Y no es que nuestra sagrada democracia sea el mejor sistema posible —tampoco este mundo es el mejor de los mundos posibles—, pero qué duda cabe de que puede mejorarse. Una mejor democracia será aquella que esté formada por personas que puedan pensar libremente. Cuando esto no se da, recordando a Stuart Mill, diremos que el gobierno de la mayoría es aún peor que el gobierno de un tirano, pues protegerse contra la tiranía de la opinión y el sentimiento prevaleciente es mucho más complicado que defenderse de un tirano.

Pero ¿qué significa pensar libremente? ¿De qué o frente a qué podemos ser libres? Evidentemente, no se trata aquí de libertad política, sino de aquella otra libertad que precede a toda libertad política y sin la cual ésta no ha lugar. Pensar libremente significa pensar libre de conflictos interiores: aquellos que vienen producidos por la desinformación, la manipulación informática, los prejuicios, el adoctrinamiento y la incapacidad para gestionar las propias emociones y entender cómo y por qué o frente a qué se generan. Un individuo libre es aquel que será capaz de pensar sin que nada de esto enturbie su mente.

Ahora bien, esto no se consigue sin una formación adecuada. Y por adecuada entiendo aquella que, lejos de adoctrinar, enseñe a pensar correctamente: según reglas lógicas y no a partir de creencias, convicciones, opiniones ni sentimientos heredados, los diversos temas que afectan a la convivencia. Esto es lo que siempre fue —o debería haber sido— la enseñanza de la ética, una disciplina que, en este país, se ha considerado siempre, lamentablemente, como una maría:una de esas asignaturas que no tienen importancia y que pueden, por tanto, aprobarse sin necesidad de estudio. ¿Por qué será, si ésta es precisamente una de las materias que más han preocupado a los pensadores de todas las culturas? Y no vale argumentar que a los alumnos no les interesa la filosofía, porque sí que les interesa, y mucho, aprender a pensar y a dialogar con instrumentos lógicos adecuados; sí que les interesa participar en los asuntos públicos, y sí que están capacitados para hacerlo. La filosofía no es —o no sólo— metafísica (de ésta se ocupan ahora mucho mejor los físicos teóricos), es ante todo un instrumento, una lente y, a la vez, el arte de pulirla. Los niños no son ositos de peluche. No hay que defenderles de la razón, sino enseñarles a utilizarla correctamente, allí donde la razón alcanza.

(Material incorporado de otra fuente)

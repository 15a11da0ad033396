//! The validation orchestrator.
//!
//! Iterates every field declared in the rule spec, evaluates it through one
//! of two interchangeable backends, and aggregates the results into a
//! [`ValidationResponse`]:
//!
//! - [`RuleEngine`] — the native engine: direct match dispatch over parsed
//!   tokens, boolean verdicts, no default messages.
//! - [`CombinatorEngine`] — the adapter: compiles tokens into
//!   combinator-library validators and reshapes their errors, messages
//!   always populated.
//!
//! A single pass is fully synchronous, reads only its inputs, and allocates
//! a fresh response; concurrent calls need no coordination.
//!
//! # Examples
//!
//! ```rust
//! use rulecheck::prelude::*;
//! use serde_json::json;
//!
//! let record = Record::from([
//!     ("email".to_string(), json!("user@example.com")),
//!     ("phone".to_string(), json!("12345678901")),
//! ]);
//! let spec = RuleSpec::from([
//!     ("email".to_string(), RuleSet::from("required|email")),
//!     ("phone".to_string(), RuleSet::from("mobile")),
//! ]);
//!
//! let response = validate(&record, &spec);
//! assert!(response.is_pass());
//! assert_eq!(response.error_count(), 0);
//! ```

pub mod adapter;
pub mod native;
pub mod response;

pub use adapter::CombinatorEngine;
pub use native::{RuleEngine, validate_single};
pub use response::{FieldError, ValidationResponse};

use indexmap::IndexMap;
use serde_json::Value;

use crate::rules::RuleSet;
use crate::rules::value::json_type;

// ============================================================================
// TYPE ALIASES
// ============================================================================

/// The record under validation: field name to value, declaration order
/// preserved. Caller-owned and read-only to the engine.
pub type Record = IndexMap<String, Value>;

/// The per-field rule declarations, evaluated in declaration order.
pub type RuleSpec = IndexMap<String, RuleSet>;

/// Per-field message overrides. An entry replaces the message of that
/// field's error entry only; it never suppresses the entry.
pub type CustomMessages = IndexMap<String, String>;

// ============================================================================
// ENGINE TRAIT
// ============================================================================

/// A rule-evaluation backend.
///
/// Both built-in backends satisfy the same contract and must agree on
/// `is_pass` and `error_count` for any record/spec pair; callers select one
/// by value (dependency injection), not by import substitution.
pub trait ValidationEngine {
    /// Validates every field declared in `spec` against `record`.
    ///
    /// Fields present in the record but absent from the spec are never
    /// evaluated and never reported; fields absent from the record evaluate
    /// as null.
    fn validate(
        &self,
        record: &Record,
        spec: &RuleSpec,
        messages: Option<&CustomMessages>,
    ) -> ValidationResponse;
}

// ============================================================================
// FREE FUNCTIONS (native backend)
// ============================================================================

/// Validates a record with the native engine.
#[must_use]
pub fn validate(record: &Record, spec: &RuleSpec) -> ValidationResponse {
    RuleEngine.validate(record, spec, None)
}

/// Validates a record with the native engine and per-field message
/// overrides.
#[must_use]
pub fn validate_with_messages(
    record: &Record,
    spec: &RuleSpec,
    messages: Option<&CustomMessages>,
) -> ValidationResponse {
    RuleEngine.validate(record, spec, messages)
}

/// Reserved entry point for future remote/asynchronous validation rules.
///
/// Resolves immediately and performs no validation; it exists to keep the
/// interface stable ahead of that capability and implies no concurrency
/// guarantee beyond "resolves, does nothing".
pub async fn validate_async() {}

// ============================================================================
// DYNAMIC (JSON) ENTRY POINT
// ============================================================================

/// Call-level input errors for the dynamic entry point.
///
/// This is the only fatal error category: constraint violations and
/// malformed rule grammar are folded into the response instead.
#[derive(Debug, thiserror::Error)]
pub enum SpecError {
    /// The rule spec was not a JSON object.
    #[error("rule spec must be a JSON object, got {0}")]
    RuleSpecNotObject(&'static str),
    /// A field's rule descriptor was neither a string nor an array of
    /// strings.
    #[error("rule descriptor for field `{field}` must be a string or an array of strings")]
    BadRuleDescriptor {
        /// The offending field name.
        field: String,
    },
}

/// Validates untyped JSON input with the native engine.
///
/// `rules` must be a JSON object mapping field names to rule descriptors
/// (a string or an array of strings); anything else aborts the call with a
/// [`SpecError`]. A non-object `data` value is treated as an empty record,
/// so every declared field evaluates as absent.
///
/// # Errors
///
/// Returns [`SpecError`] when `rules` is not an object or a descriptor has
/// the wrong shape.
///
/// # Examples
///
/// ```rust
/// use rulecheck::validate_json;
/// use serde_json::json;
///
/// let response = validate_json(
///     &json!({ "email": "a@b.com" }),
///     &json!({ "email": "required|email" }),
/// )
/// .unwrap();
/// assert!(response.is_pass());
///
/// assert!(validate_json(&json!({}), &json!("not a mapping")).is_err());
/// ```
pub fn validate_json(data: &Value, rules: &Value) -> Result<ValidationResponse, SpecError> {
    let Some(rules_obj) = rules.as_object() else {
        return Err(SpecError::RuleSpecNotObject(json_type(rules)));
    };

    let mut spec = RuleSpec::new();
    for (field, descriptor) in rules_obj {
        let rule_set = match descriptor {
            Value::String(rule) => RuleSet::One(rule.clone()),
            Value::Array(items) => {
                let mut rules = Vec::with_capacity(items.len());
                for item in items {
                    let Value::String(rule) = item else {
                        return Err(SpecError::BadRuleDescriptor {
                            field: field.clone(),
                        });
                    };
                    rules.push(rule.clone());
                }
                RuleSet::Many(rules)
            }
            _ => {
                return Err(SpecError::BadRuleDescriptor {
                    field: field.clone(),
                });
            }
        };
        spec.insert(field.clone(), rule_set);
    }

    let record: Record = data
        .as_object()
        .map(|map| {
            map.iter()
                .map(|(k, v)| (k.clone(), v.clone()))
                .collect()
        })
        .unwrap_or_default();

    Ok(validate(&record, &spec))
}

// ============================================================================
// TESTS
// ============================================================================
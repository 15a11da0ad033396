//! # rulecheck
//!
//! A declarative, string-rule-driven validation engine for JSON records.
//!
//! Rules are compact pipe-delimited strings (`"required|email"`,
//! `"min-length[3]"`), declared per field and evaluated against a record of
//! [`serde_json::Value`]s. The result is an aggregate
//! [`ValidationResponse`](engine::ValidationResponse) listing every failing
//! field with the rule it failed.
//!
//! ## Quick Start
//!
//! ```rust
//! use rulecheck::prelude::*;
//! use serde_json::json;
//!
//! let record = Record::from([
//!     ("email".to_string(), json!("user@example.com")),
//!     ("nickname".to_string(), json!("al")),
//! ]);
//! let spec = RuleSpec::from([
//!     ("email".to_string(), RuleSet::from("required|email")),
//!     ("nickname".to_string(), RuleSet::from("min-length[3]")),
//! ]);
//!
//! let response = validate(&record, &spec);
//! assert!(!response.is_pass());
//! assert_eq!(response.error_count(), 1);
//! assert!(response.error("nickname").is_some());
//! ```
//!
//! ## Rule Grammar
//!
//! A rule string splits on `|` into tokens, each evaluated independently:
//!
//! - `required` — the value must be non-empty. Fields without this token are
//!   optional: an empty value passes the whole rule set.
//! - `email` — RFC-style email address.
//! - `mobile` — mainland-China mobile number (`1` followed by ten digits).
//! - `min-length[N]` / `max-length[N]` — character-count bounds.
//!
//! Unrecognized tokens pass; a recognizable length token with malformed
//! bracket syntax fails the field (fail closed, never panic).
//!
//! ## Backends
//!
//! Two interchangeable [`ValidationEngine`](engine::ValidationEngine)
//! backends produce the same verdicts: the native
//! [`RuleEngine`](engine::RuleEngine) and the
//! [`CombinatorEngine`](engine::CombinatorEngine) adapter, which compiles
//! rule strings into the composable [`Validate`](foundation::Validate)
//! combinators also exported by this crate.
//!
//! ## Building Blocks
//!
//! Use the [`validator!`] macro for zero-boilerplate validators, or
//! implement [`Validate`](foundation::Validate) manually, and compose with
//! `.and()` / `.or()` / `.not()`:
//!
//! ```rust
//! use rulecheck::prelude::*;
//!
//! let nickname = not_empty().and(min_length(3)).and(max_length(20));
//! assert!(nickname.validate("alice").is_ok());
//! assert!(nickname.validate("al").is_err());
//! ```

// ValidationError is the fundamental error type for all validators — boxing
// it would add indirection to every validation call for no practical benefit.
#![allow(clippy::result_large_err)]
// Deep combinator nesting (And<Or<Not<...>, ...>, ...>) produces complex
// types that are inherent to the type-safe combinator architecture.
#![allow(clippy::type_complexity)]

pub mod combinators;
pub mod engine;
pub mod foundation;
mod macros;
pub mod prelude;
pub mod rules;
pub mod validators;

pub use engine::{
    CombinatorEngine, CustomMessages, FieldError, Record, RuleEngine, RuleSpec, SpecError,
    ValidationEngine, ValidationResponse, validate, validate_async, validate_json, validate_single,
    validate_with_messages,
};
pub use foundation::{Validate, ValidateExt, ValidationError};
pub use rules::RuleSet;
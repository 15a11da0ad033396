//! Macros for creating validators with minimal boilerplate.
//!
//! - [`validator!`] — Create a complete validator (struct + `Validate` impl + factory fn)
//! - [`compose!`] — AND-chain multiple validators
//!
//! # Examples
//!
//! ```rust,ignore
//! use rulecheck::validator;
//! use rulecheck::foundation::{Validate, ValidationError};
//!
//! // Unit validator (no fields)
//! validator! {
//!     pub NotEmpty for str;
//!     rule(input) { !input.is_empty() }
//!     error(input) { ValidationError::new("not_empty", "must not be empty") }
//!     fn not_empty();
//! }
//!
//! // Struct with fields
//! validator! {
//!     #[derive(Copy, PartialEq, Eq, Hash)]
//!     pub MinLength { min: usize } for str;
//!     rule(self, input) { input.chars().count() >= self.min }
//!     error(self, input) { ValidationError::min_length(self.min, input.chars().count()) }
//!     fn min_length(min: usize);
//! }
//! ```

// ============================================================================
// VALIDATOR MACRO
// ============================================================================

/// Creates a complete validator: struct definition, `Validate` implementation,
/// constructor, and factory function.
///
/// `#[derive(Debug, Clone)]` is always applied. Add extra derives via
/// `#[derive(...)]` in the attribute position.
#[macro_export]
macro_rules! validator {
    // ── Variant 1a: Unit validator (no fields) + factory fn ──────────────
    (
        $(#[$meta:meta])*
        $vis:vis $name:ident for $input:ty;
        rule($inp:ident) $rule:block
        error($einp:ident) $err:block
        fn $factory:ident();
    ) => {
        $crate::validator! {
            $(#[$meta])*
            $vis $name for $input;
            rule($inp) $rule
            error($einp) $err
        }

        #[must_use]
        $vis const fn $factory() -> $name { $name }
    };

    // ── Variant 1b: Unit validator (no fields), no factory ───────────────
    (
        $(#[$meta:meta])*
        $vis:vis $name:ident for $input:ty;
        rule($inp:ident) $rule:block
        error($einp:ident) $err:block
    ) => {
        $(#[$meta])*
        #[derive(Debug, Clone, Copy, PartialEq, Eq, Hash)]
        $vis struct $name;

        impl $crate::foundation::Validate for $name {
            type Input = $input;

            #[allow(unused_variables)]
            fn validate(&self, $inp: &Self::Input) -> Result<(), $crate::foundation::ValidationError> {
                if $rule {
                    Ok(())
                } else {
                    let $einp = $inp;
                    Err($err)
                }
            }
        }
    };

    // ── Variant 2a: Struct with fields + custom new + factory fn ─────────
    (
        $(#[$meta:meta])*
        $vis:vis $name:ident { $($field:ident: $fty:ty),+ $(,)? } for $input:ty;
        rule($self_:ident, $inp:ident) $rule:block
        error($self2:ident, $einp:ident) $err:block
        new($($narg:ident: $naty:ty),* $(,)?) $new_body:block
        fn $factory:ident($($farg:ident: $faty:ty),* $(,)?);
    ) => {
        $crate::validator! {
            $(#[$meta])*
            $vis $name { $($field: $fty),+ } for $input;
            rule($self_, $inp) $rule
            error($self2, $einp) $err
            new($($narg: $naty),*) $new_body
        }

        #[must_use]
        $vis fn $factory($($farg: $faty),*) -> $name {
            $name::new($($farg),*)
        }
    };

    // ── Variant 2b: Struct with fields + custom new, no factory ──────────
    (
        $(#[$meta:meta])*
        $vis:vis $name:ident { $($field:ident: $fty:ty),+ $(,)? } for $input:ty;
        rule($self_:ident, $inp:ident) $rule:block
        error($self2:ident, $einp:ident) $err:block
        new($($narg:ident: $naty:ty),* $(,)?) $new_body:block
    ) => {
        $(#[$meta])*
        #[derive(Debug, Clone)]
        $vis struct $name {
            $(pub $field: $fty,)+
        }

        #[allow(clippy::new_without_default)]
        impl $name {
            #[must_use]
            pub fn new($($narg: $naty),*) -> Self $new_body
        }

        impl $crate::foundation::Validate for $name {
            type Input = $input;

            #[allow(unused_variables)]
            fn validate(&$self_, $inp: &Self::Input) -> Result<(), $crate::foundation::ValidationError> {
                if $rule {
                    Ok(())
                } else {
                    let $einp = $inp;
                    Err($err)
                }
            }
        }
    };

    // ── Variant 3a: Struct with fields + auto new + factory fn ───────────
    (
        $(#[$meta:meta])*
        $vis:vis $name:ident { $($field:ident: $fty:ty),+ $(,)? } for $input:ty;
        rule($self_:ident, $inp:ident) $rule:block
        error($self2:ident, $einp:ident) $err:block
        fn $factory:ident($($farg:ident: $faty:ty),* $(,)?);
    ) => {
        $crate::validator! {
            $(#[$meta])*
            $vis $name { $($field: $fty),+ } for $input;
            rule($self_, $inp) $rule
            error($self2, $einp) $err
        }

        #[must_use]
        $vis fn $factory($($farg: $faty),*) -> $name {
            $name::new($($farg),*)
        }
    };

    // ── Variant 3b: Struct with fields + auto new, no factory ────────────
    (
        $(#[$meta:meta])*
        $vis:vis $name:ident { $($field:ident: $fty:ty),+ $(,)? } for $input:ty;
        rule($self_:ident, $inp:ident) $rule:block
        error($self2:ident, $einp:ident) $err:block
    ) => {
        $(#[$meta])*
        #[derive(Debug, Clone)]
        $vis struct $name {
            $(pub $field: $fty,)+
        }

        impl $name {
            #[must_use]
            pub fn new($($field: $fty),+) -> Self {
                Self { $($field),+ }
            }
        }

        impl $crate::foundation::Validate for $name {
            type Input = $input;

            #[allow(unused_variables)]
            fn validate(&$self_, $inp: &Self::Input) -> Result<(), $crate::foundation::ValidationError> {
                if $rule {
                    Ok(())
                } else {
                    let $einp = $inp;
                    Err($err)
                }
            }
        }
    };
}

// ============================================================================
// COMPOSE MACRO
// ============================================================================

/// Composes multiple validators using AND logic.
///
/// ```rust,ignore
/// let validator = compose![min_length(5), max_length(20)];
/// ```
#[macro_export]
macro_rules! compose {
    ($first:expr) => {
        $first
    };
    ($first:expr, $($rest:expr),+ $(,)?) => {
        $first$(.and($rest))+
    };
}

// ============================================================================
// TESTS
// ============================================================================
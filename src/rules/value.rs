//! Value-level policies shared by both validation backends.
//!
//! Emptiness decides whether a field counts as "absent/blank"; the text form
//! is what the string predicates (email, mobile, length) inspect.

use std::borrow::Cow;

use serde_json::Value;

/// The value an absent record field evaluates as.
pub(crate) static NULL_VALUE: Value = Value::Null;

/// Whether a value counts as empty.
///
/// Empty: `null` (and absent fields), the empty string, and `false`.
/// Never empty: any number — the zero exemption means `0` counts as a real
/// value — as well as the string `"0"`, arrays, and objects.
///
/// # Examples
///
/// ```rust
/// use rulecheck::rules::is_empty;
/// use serde_json::json;
///
/// assert!(is_empty(&json!(null)));
/// assert!(is_empty(&json!("")));
/// assert!(is_empty(&json!(false)));
/// assert!(!is_empty(&json!(0)));
/// assert!(!is_empty(&json!("0")));
/// assert!(!is_empty(&json!("x")));
/// ```
#[must_use]
pub fn is_empty(value: &Value) -> bool {
    match value {
        Value::Null => true,
        Value::Bool(b) => !b,
        Value::String(s) => s.is_empty(),
        Value::Number(_) | Value::Array(_) | Value::Object(_) => false,
    }
}

/// The text form of a scalar value.
///
/// Strings are borrowed as-is; numbers and booleans use their display form;
/// `null` reads as the empty string. Arrays and objects have no text form,
/// so text predicates fail on them.
#[must_use]
pub fn text(value: &Value) -> Option<Cow<'_, str>> {
    match value {
        Value::String(s) => Some(Cow::Borrowed(s)),
        Value::Null => Some(Cow::Borrowed("")),
        Value::Bool(b) => Some(Cow::Borrowed(if *b { "true" } else { "false" })),
        Value::Number(n) => Some(Cow::Owned(n.to_string())),
        Value::Array(_) | Value::Object(_) => None,
    }
}

/// The JSON type name of a value, for error reporting.
#[must_use]
pub(crate) fn json_type(value: &Value) -> &'static str {
    match value {
        Value::Null => "null",
        Value::Bool(_) => "boolean",
        Value::Number(_) => "number",
        Value::String(_) => "string",
        Value::Array(_) => "array",
        Value::Object(_) => "object",
    }
}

Los hijos no son una pertenencia, son una responsabilidad. Somos responsables de ellos en las dos acepciones del término: estar al cuidado y ser la causa. El deber de cuidarlos viene dado por la responsabilidad que supone darles vida y traerles a un mundo impredecible, difícil, complejo, y mucho más extraño de lo que parece. De ahí la obligación, por nuestra parte, de procurarles una educación que les permita vivir y convivir en la complejidad sin trabas ideológicas. Que les permita, en definitiva, ser dueños de la parte de sí que al pensar corresponde cuando pensar se hace sin prejuicios.

Y en esto, el voto de confianza ha de serles dado a los docentes, pues en las condiciones actuales, más que un trabajo remunerado, la enseñanza es, sin duda, una vocación cuya única recompensa es ver a los alumnos desenvolverse libremente fuera de los viejos moldes que nos han llevado a tan mal puerto.

No es la información ni la libertad de pensamiento lo que pone en riesgo la convivencia, sino el ansia de tener, de poseer y de poder. Esto sí que ha de preocuparnos. Y si el miedo a la libertad sigue siendo un problema, pensemos que solamente con ella serán capaces las nuevas generaciones de enfrentarse a los problemas reales y graves que habrán de resolver sin nuestro concurso y que solamente desde ella estarán en situación de poder concebir y programar un futuro más acorde con las necesidades de un planeta que nosotros no supimos preservar".